The Cost of the CHIP Delay to States May Never Been Fully Quantified

Everyone in the entire health care system is going to have questions—families, doctors, billing clerks in medical offices—they will all need to be kept in the loop.

In preparation, Virginia has formed a working group made up of representatives from as many as 20 different divisions within the Department of Medical Services. Each division is plotting out the best way to make the changes they will be responsible for in the event that CHIP is forced to shut down.

Shuttering an entire statewide program is no small task, but on top of that, these states have the added challenge of needing to figure out how to stop processes in a way that makes it easy to start them back up again. For instance, not only would an IT system need to be capable of disenrolling 68,000 people in a single day, but it also needs to be able to turn around and get everyone back on the system if reauthorization comes through.

“I don’t know if the states will ever be able to quantify the loss for the redirected man-hours and the consequences of that,” said Nablo.

“We didn’t see this coming, we didn’t know it was going to happen, we didn’t hire extra staff to work on it. Here we are very unexpectedly in an urgent situation and the only way to deal with that it to take staff off of other projects.”

The Frightening Precedent This Process Has Set

Out of all of this, it isn’t the letter, or the waste of state resources, time and manpower that concerns Nablo the most.

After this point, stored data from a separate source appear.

//! Error types for TESSERA operations

use std::time::Duration;
use thiserror::Error;

/// Cache layer errors.
///
/// These never reach callers of the cache coordinator's read/write API:
/// the coordinator converts them into per-level misses. They surface only
/// from typed helpers (serialization) and from direct level access.
#[derive(Debug, Clone, Error, PartialEq, Eq)]
pub enum CacheError {
    #[error("Cache level {level} unavailable: {reason}")]
    LevelUnavailable { level: String, reason: String },

    #[error("Cache level {level} timed out after {after:?}")]
    Timeout { level: String, after: Duration },

    #[error("Serialization failed: {reason}")]
    Serialization { reason: String },

    #[error("Cache lock poisoned")]
    LockPoisoned,
}

/// Privacy layer errors.
///
/// Policy violations. These propagate to the caller unchanged and must never
/// be converted into a silent fallback.
#[derive(Debug, Clone, Error, PartialEq)]
pub enum PrivacyError {
    #[error(
        "Privacy budget exceeded for {purpose}: requested {requested}, consumed {consumed}, limit {limit}"
    )]
    BudgetExceeded {
        purpose: String,
        requested: f64,
        consumed: f64,
        limit: f64,
    },

    #[error("No privacy budget registered for purpose {purpose}")]
    UnknownPurpose { purpose: String },

    #[error("Invalid noise configuration: {reason}")]
    InvalidNoiseConfig { reason: String },

    #[error("Invalid anonymization rule for {field}: {reason}")]
    InvalidRule { field: String, reason: String },

    #[error("Privacy ledger lock poisoned")]
    LockPoisoned,
}

/// Pipeline errors.
#[derive(Debug, Clone, Error, PartialEq, Eq)]
pub enum PipelineError {
    #[error("Flow not found: {flow_id}")]
    FlowNotFound { flow_id: String },

    #[error("Flow disabled: {flow_id}")]
    FlowDisabled { flow_id: String },

    #[error("Stage {stage} failed in flow {flow_id} (required: {required}): {reason}")]
    StageFailed {
        flow_id: String,
        stage: String,
        required: bool,
        reason: String,
    },

    #[error("Invalid flow definition {flow_id}: {reason}")]
    InvalidFlow { flow_id: String, reason: String },

    #[error("Processing queue closed")]
    QueueClosed,

    #[error("Flow registry lock poisoned")]
    LockPoisoned,
}

/// Configuration errors.
#[derive(Debug, Clone, Error, PartialEq, Eq)]
pub enum ConfigError {
    #[error("Missing required configuration field: {field}")]
    MissingRequired { field: String },

    #[error("Invalid value for {field}: {value} - {reason}")]
    InvalidValue {
        field: String,
        value: String,
        reason: String,
    },

    #[error("Failed to parse configuration: {reason}")]
    Parse { reason: String },
}

impl ConfigError {
    /// Shorthand for [`ConfigError::InvalidValue`].
    pub fn invalid(
        field: impl Into<String>,
        value: impl ToString,
        reason: impl Into<String>,
    ) -> Self {
        ConfigError::InvalidValue {
            field: field.into(),
            value: value.to_string(),
            reason: reason.into(),
        }
    }
}

/// Master error type for all TESSERA errors.
#[derive(Debug, Clone, Error)]
pub enum TesseraError {
    #[error("Cache error: {0}")]
    Cache(#[from] CacheError),

    #[error("Privacy error: {0}")]
    Privacy(#[from] PrivacyError),

    #[error("Pipeline error: {0}")]
    Pipeline(#[from] PipelineError),

    #[error("Config error: {0}")]
    Config(#[from] ConfigError),
}

impl TesseraError {
    /// True for errors that represent a policy decision (budget, flow
    /// configuration) rather than an infrastructure fault.
    pub fn is_policy_violation(&self) -> bool {
        matches!(
            self,
            TesseraError::Privacy(PrivacyError::BudgetExceeded { .. })
                | TesseraError::Pipeline(PipelineError::FlowNotFound { .. })
                | TesseraError::Pipeline(PipelineError::FlowDisabled { .. })
        )
    }
}

/// Result type alias for TESSERA operations.
pub type TesseraResult<T> = Result<T, TesseraError>;

// =============================================================================
// TESTS
// =============================================================================

#[cfg(test)]
mod tests {
    use super::*;

    #[test]
    fn test_cache_error_display_timeout() {
        let err = CacheError::Timeout {
            level: "remote".to_string(),
            after: Duration::from_millis(250),
        };
        let msg = format!("{}", err);
        assert!(msg.contains("remote"));
        assert!(msg.contains("250ms"));
    }

    #[test]
    fn test_privacy_error_display_budget_exceeded() {
        let err = PrivacyError::BudgetExceeded {
            purpose: "analytics".to_string(),
            requested: 0.6,
            consumed: 4.5,
            limit: 5.0,
        };
        let msg = format!("{}", err);
        assert!(msg.contains("analytics"));
        assert!(msg.contains("0.6"));
        assert!(msg.contains("4.5"));
        assert!(msg.contains("5"));
    }

    #[test]
    fn test_pipeline_error_display_stage_failed() {
        let err = PipelineError::StageFailed {
            flow_id: "grades-export".to_string(),
            stage: "anonymize".to_string(),
            required: true,
            reason: "missing secret".to_string(),
        };
        let msg = format!("{}", err);
        assert!(msg.contains("grades-export"));
        assert!(msg.contains("anonymize"));
        assert!(msg.contains("required: true"));
    }

    #[test]
    fn test_config_error_display_invalid_value() {
        let err = ConfigError::invalid("capacity", 0, "must be positive");
        let msg = format!("{}", err);
        assert!(msg.contains("capacity"));
        assert!(msg.contains("must be positive"));
    }

    #[test]
    fn test_tessera_error_from_variants() {
        let cache = TesseraError::from(CacheError::LockPoisoned);
        assert!(matches!(cache, TesseraError::Cache(_)));

        let privacy = TesseraError::from(PrivacyError::UnknownPurpose {
            purpose: "x".to_string(),
        });
        assert!(matches!(privacy, TesseraError::Privacy(_)));

        let pipeline = TesseraError::from(PipelineError::QueueClosed);
        assert!(matches!(pipeline, TesseraError::Pipeline(_)));

        let config = TesseraError::from(ConfigError::MissingRequired {
            field: "levels".to_string(),
        });
        assert!(matches!(config, TesseraError::Config(_)));
    }

    #[test]
    fn test_policy_violation_classification() {
        let budget = TesseraError::from(PrivacyError::BudgetExceeded {
            purpose: "analytics".to_string(),
            requested: 1.0,
            consumed: 0.0,
            limit: 0.5,
        });
        assert!(budget.is_policy_violation());

        let missing = TesseraError::from(PipelineError::FlowNotFound {
            flow_id: "nope".to_string(),
        });
        assert!(missing.is_policy_violation());

        let cache = TesseraError::from(CacheError::LockPoisoned);
        assert!(!cache.is_policy_violation());
    }
}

What really frightens her is the precedent Congress has already set in letting the CHIP reauthorization drag out as long as it has.

“If this is now going to become more the norm, that you can let the deadline go, that you can let federal funds wind down and as long as you catch it before the very last dollar runs out, that that’s okay, and states will just bear it, and deal with it, that’s going to be a frightening scenario in a lot of ways,” Nablo said.

To Nablo, the story of why CHIP has been left languishing on the congressional back burner is obvious.

“Let’s face it, CHIP’s being held hostage here, to other political and ideological differences. It’s not about CHIP. But it’s becoming the victim of other disagreements. And that’s really scary,” she said.

“You keep being told, ‘of course Congress will act, of course they will, yes, yes, they will act.’ But this cavalier attitude of ‘we don’t have to act until the money is all gone,’ or ‘we don’t have to act until the families have all gotten these letters and we’ve caused a panic,’ that’s a frightening way to approach government.”

It almost makes Nablo wonder, 60 days after the deadline, if Congress hasn’t paid attention yet, what would it take to garner some political oxygen for this program.

“I don’t want to send the letter just to generate momentum and get Congress’ attention. That’s not right. But, on the other hand that may be the only way they really understand the impact this is having.”